El silencio es estrepitoso. La tumba está sellada. La gente, en sus casas. Los discípulos, escondidos. Temerosos. Preguntándose cómo sucedió todo tan rápido. Tan solo unos días atrás entraban a Jerusalén al son de cánticos de hosanna, ¡bendito el que viene en el nombre del Señor! Esos cánticos quedaron en el olvido, reemplazados por uno escalofriante:

¡Sea crucificado! ¡Caiga Su sangre sobre nosotros y sobre nuestros hijos!

Es sábado. Día de reposo. Pero el sabbat se rompe cuando los principales sacerdotes y fariseos entran en la cámara de Pilato. Mateo el evangelista cuenta la historia y es muy específico sobre cuándo sucedió esto: “Al día siguiente, que es el día después de la preparación” (Mt. 27:62). Se refiere al día después de la preparación para el día de reposo.

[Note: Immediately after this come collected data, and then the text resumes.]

//! 事务属性来源
//!
//! - [`DeclaredTransactionAttributeSource`]：方法级 / 类型级的 [`Transactional`] 声明，
//!   可通过 inventory 静态注册
//! - [`MethodMapTransactionAttributeSource`]：`Type.method` 形式的映射
//! - [`NameMatchTransactionAttributeSource`]：按方法名模式匹配（`get*`、`*Query`）
//! - [`CompositeTransactionAttributeSource`]：依次询问多个来源

use std::collections::HashMap;
use std::sync::Arc;

use chimera_aop::pointcut::wildcard_match;
use chimera_aop::Method;
use chimera_core::utils::class_names::qualified_method_name;
use parking_lot::RwLock;

use crate::attribute::{TransactionAttribute, Transactional};
use crate::error::TransactionResult;

/// 事务属性来源
pub trait TransactionAttributeSource: Send + Sync {
    /// 类型是否可能带有事务属性，返回 false 时不再检查其方法
    fn is_candidate_type(&self, _target_type: &str) -> bool {
        true
    }

    /// 方法在目标类型上的事务属性，None 表示非事务方法
    fn get_transaction_attribute(
        &self,
        method: &Method,
        target_type: &str,
    ) -> Option<TransactionAttribute>;
}

// ============================================================================
// 静态注册
// ============================================================================

/// 事务声明注册器
///
/// `method_name` 为 None 时表示类型级声明
pub struct TransactionalRegistration {
    pub type_name: &'static str,
    pub method_name: Option<&'static str>,
    pub declaration: fn() -> Transactional,
}

impl TransactionalRegistration {
    pub const fn for_type(type_name: &'static str, declaration: fn() -> Transactional) -> Self {
        Self {
            type_name,
            method_name: None,
            declaration,
        }
    }

    pub const fn for_method(
        type_name: &'static str,
        method_name: &'static str,
        declaration: fn() -> Transactional,
    ) -> Self {
        Self {
            type_name,
            method_name: Some(method_name),
            declaration,
        }
    }
}

inventory::collect!(TransactionalRegistration);

// ============================================================================
// 声明式来源
// ============================================================================

type CacheKey = (Method, String);

/// 基于 [`Transactional`] 声明的属性来源
///
/// 查找顺序：目标类型上的方法声明 > 目标类型声明 > 声明方法的类型上的方法声明 > 声明方法的类型声明。
/// 结果按 (方法, 目标类型) 缓存，包括“没有属性”的结果。
#[derive(Default)]
pub struct DeclaredTransactionAttributeSource {
    type_level: HashMap<String, TransactionAttribute>,
    method_level: HashMap<(String, String), TransactionAttribute>,
    cache: RwLock<HashMap<CacheKey, Option<TransactionAttribute>>>,
}

impl DeclaredTransactionAttributeSource {
    pub fn new() -> Self {
        Self::default()
    }

    /// 加载所有通过 inventory 注册的声明
    pub fn from_registry() -> TransactionResult<Self> {
        let mut source = Self::new();
        for registration in inventory::iter::<TransactionalRegistration> {
            let declaration = (registration.declaration)();
            source = match registration.method_name {
                Some(method) => source.declare_method(registration.type_name, method, &declaration)?,
                None => source.declare_type(registration.type_name, &declaration)?,
            };
        }
        tracing::info!(
            "Loaded {} type-level and {} method-level transactional declaration(s)",
            source.type_level.len(),
            source.method_level.len()
        );
        Ok(source)
    }

    /// 类型级声明
    pub fn declare_type(
        mut self,
        type_name: impl Into<String>,
        declaration: &Transactional,
    ) -> TransactionResult<Self> {
        self.type_level.insert(type_name.into(), declaration.to_attribute()?);
        self.cache.write().clear();
        Ok(self)
    }

    /// 方法级声明
    pub fn declare_method(
        mut self,
        type_name: impl Into<String>,
        method_name: impl Into<String>,
        declaration: &Transactional,
    ) -> TransactionResult<Self> {
        self.method_level
            .insert((type_name.into(), method_name.into()), declaration.to_attribute()?);
        self.cache.write().clear();
        Ok(self)
    }

    fn find(&self, type_name: &str, method_name: &str) -> Option<&TransactionAttribute> {
        self.method_level
            .get(&(type_name.to_string(), method_name.to_string()))
            .or_else(|| self.type_level.get(type_name))
    }

    fn compute(&self, method: &Method, target_type: &str) -> Option<TransactionAttribute> {
        let found = self.find(target_type, method.name()).or_else(|| {
            if method.declaring_type() != target_type {
                self.find(method.declaring_type(), method.name())
            } else {
                None
            }
        })?;

        let mut attribute = found.clone();
        if attribute.descriptor().is_none() {
            attribute = attribute.with_descriptor(qualified_method_name(target_type, method.name()));
        }
        Some(attribute)
    }
}

impl TransactionAttributeSource for DeclaredTransactionAttributeSource {
    fn get_transaction_attribute(
        &self,
        method: &Method,
        target_type: &str,
    ) -> Option<TransactionAttribute> {
        let key = (method.clone(), target_type.to_string());
        if let Some(cached) = self.cache.read().get(&key) {
            return cached.clone();
        }

        // 未加锁计算，并发时可能重复计算同一个条目
        let attribute = self.compute(method, target_type);
        match &attribute {
            Some(attribute) => tracing::trace!(
                "Adding transactional method '{}' with attribute: {}",
                qualified_method_name(target_type, method.name()),
                attribute
            ),
            None => tracing::trace!(
                "Method '{}' is not transactional",
                qualified_method_name(target_type, method.name())
            ),
        }
        self.cache.write().insert(key, attribute.clone());
        attribute
    }
}

// ============================================================================
// 名称映射来源
// ============================================================================

/// 在多个匹配的模式中选出最具体的：完全相同优先，其次是最长的模式
fn best_match<'a, V>(
    entries: impl Iterator<Item = (&'a String, &'a V)>,
    name: &str,
) -> Option<&'a V>
where
    V: 'a,
{
    let mut best: Option<(&String, &V)> = None;
    for (pattern, value) in entries {
        if pattern == name {
            return Some(value);
        }
        if wildcard_match(pattern, name)
            && best.map_or(true, |(current, _)| pattern.len() > current.len())
        {
            best = Some((pattern, value));
        }
    }
    best.map(|(_, value)| value)
}

/// `Type.method` 映射
///
/// 方法名部分支持 `*` 通配符
#[derive(Debug, Default, Clone)]
pub struct MethodMapTransactionAttributeSource {
    by_type: HashMap<String, Vec<(String, TransactionAttribute)>>,
}

impl MethodMapTransactionAttributeSource {
    pub fn new() -> Self {
        Self::default()
    }

    /// 添加映射，`name` 形如 `OrderService.place*`
    pub fn add_method(mut self, name: &str, attribute: TransactionAttribute) -> Self {
        let (type_name, method) = match name.rfind('.') {
            Some(index) => (&name[..index], &name[index + 1..]),
            None => {
                tracing::warn!("Ignoring transactional method mapping '{}': expected 'Type.method'", name);
                return self;
            }
        };
        tracing::debug!("Adding transactional method [{}] with attribute [{}]", name, attribute);
        self.by_type
            .entry(type_name.to_string())
            .or_default()
            .push((method.to_string(), attribute));
        self
    }

    fn lookup(&self, type_name: &str, method_name: &str) -> Option<TransactionAttribute> {
        let mappings = self.by_type.get(type_name)?;
        best_match(mappings.iter().map(|(p, a)| (p, a)), method_name).cloned()
    }
}

impl TransactionAttributeSource for MethodMapTransactionAttributeSource {
    fn get_transaction_attribute(
        &self,
        method: &Method,
        target_type: &str,
    ) -> Option<TransactionAttribute> {
        self.lookup(target_type, method.name())
            .or_else(|| self.lookup(method.declaring_type(), method.name()))
    }
}

/// 按方法名匹配，与类型无关
#[derive(Debug, Default, Clone)]
pub struct NameMatchTransactionAttributeSource {
    name_map: Vec<(String, TransactionAttribute)>,
}

impl NameMatchTransactionAttributeSource {
    pub fn new() -> Self {
        Self::default()
    }

    pub fn add_transactional_method(mut self, pattern: impl Into<String>, attribute: TransactionAttribute) -> Self {
        self.name_map.push((pattern.into(), attribute));
        self
    }

    /// 从 `模式 -> 文本属性` 的映射构建
    pub fn from_properties<'a>(
        entries: impl IntoIterator<Item = (&'a str, &'a str)>,
    ) -> TransactionResult<Self> {
        let mut source = Self::new();
        for (pattern, text) in entries {
            source = source.add_transactional_method(pattern, text.parse()?);
        }
        Ok(source)
    }
}

impl TransactionAttributeSource for NameMatchTransactionAttributeSource {
    fn get_transaction_attribute(
        &self,
        method: &Method,
        _target_type: &str,
    ) -> Option<TransactionAttribute> {
        best_match(self.name_map.iter().map(|(p, a)| (p, a)), method.name()).cloned()
    }
}

/// 组合来源，返回第一个非空结果
#[derive(Default, Clone)]
pub struct CompositeTransactionAttributeSource {
    sources: Vec<Arc<dyn TransactionAttributeSource>>,
}

impl CompositeTransactionAttributeSource {
    pub fn new(sources: Vec<Arc<dyn TransactionAttributeSource>>) -> Self {
        Self { sources }
    }

    pub fn sources(&self) -> &[Arc<dyn TransactionAttributeSource>] {
        &self.sources
    }
}

impl TransactionAttributeSource for CompositeTransactionAttributeSource {
    fn is_candidate_type(&self, target_type: &str) -> bool {
        self.sources.iter().any(|s| s.is_candidate_type(target_type))
    }

    fn get_transaction_attribute(
        &self,
        method: &Method,
        target_type: &str,
    ) -> Option<TransactionAttribute> {
        self.sources
            .iter()
            .find_map(|source| source.get_transaction_attribute(method, target_type))
    }
}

En otras palabras, los sacerdotes y fariseos, quienes se jactaban de cumplir la ley al pie de la letra, estuvieron dispuestos a quebrantar una de sus leyes más sagradas porque había algo más importante para ellos: asegurarse de que el cuerpo de Jesús se mantuviera en la tumba.

“Señor, nos acordamos que cuando aquel engañador aún vivía, dijo: ‘Después de tres días resucitaré’. Por eso, ordene usted que el sepulcro quede asegurado hasta el tercer día, no sea que vengan Sus discípulos, se Lo roben, y digan al pueblo: ‘Él ha resucitado de entre los muertos’; y el último engaño será peor que el primero”, Mateo 27:63-64.

“Aquel engañador”, lo llaman, aprovechando la oportunidad para burlarse de Él una última vez. Pilato accede a su petición y les manda una guardia, dándoles una instrucción: “Asegúrenlo como ustedes saben” (Mt. 27:65). La guardia marcha, sus pasos rompiendo la tranquilidad del día, y se instala frente a la tumba. Los sacerdotes están satisfechos. Los soldados romanos son máquinas de guerra. Nadie podría removerlos. Nadie.

El silencio regresa. Todo está en quietud. El hombre que turbaba la región ya no existe. Su voz —piensan sus enemigos— ha sido silenciada de una vez y para siempre. El poder ha regresado a quienes lo tenían antes: los religiosos, los políticos.

El silencio del sábado nos recuerda que Dios a veces guarda silencio. Y cuando lo hace, nos ponemos nerviosos. No queremos un Dios que guarde silencio, queremos al Dios cuya voz es un trueno. En momentos así nos sentimos como el salmista: “Oh Dios, no permanezcas en silencio; no calles, oh Dios, ni Te quedes quieto. Porque Tus enemigos rugen, y los que Te aborrecen se han enaltecido” (Sal. 83:1-2).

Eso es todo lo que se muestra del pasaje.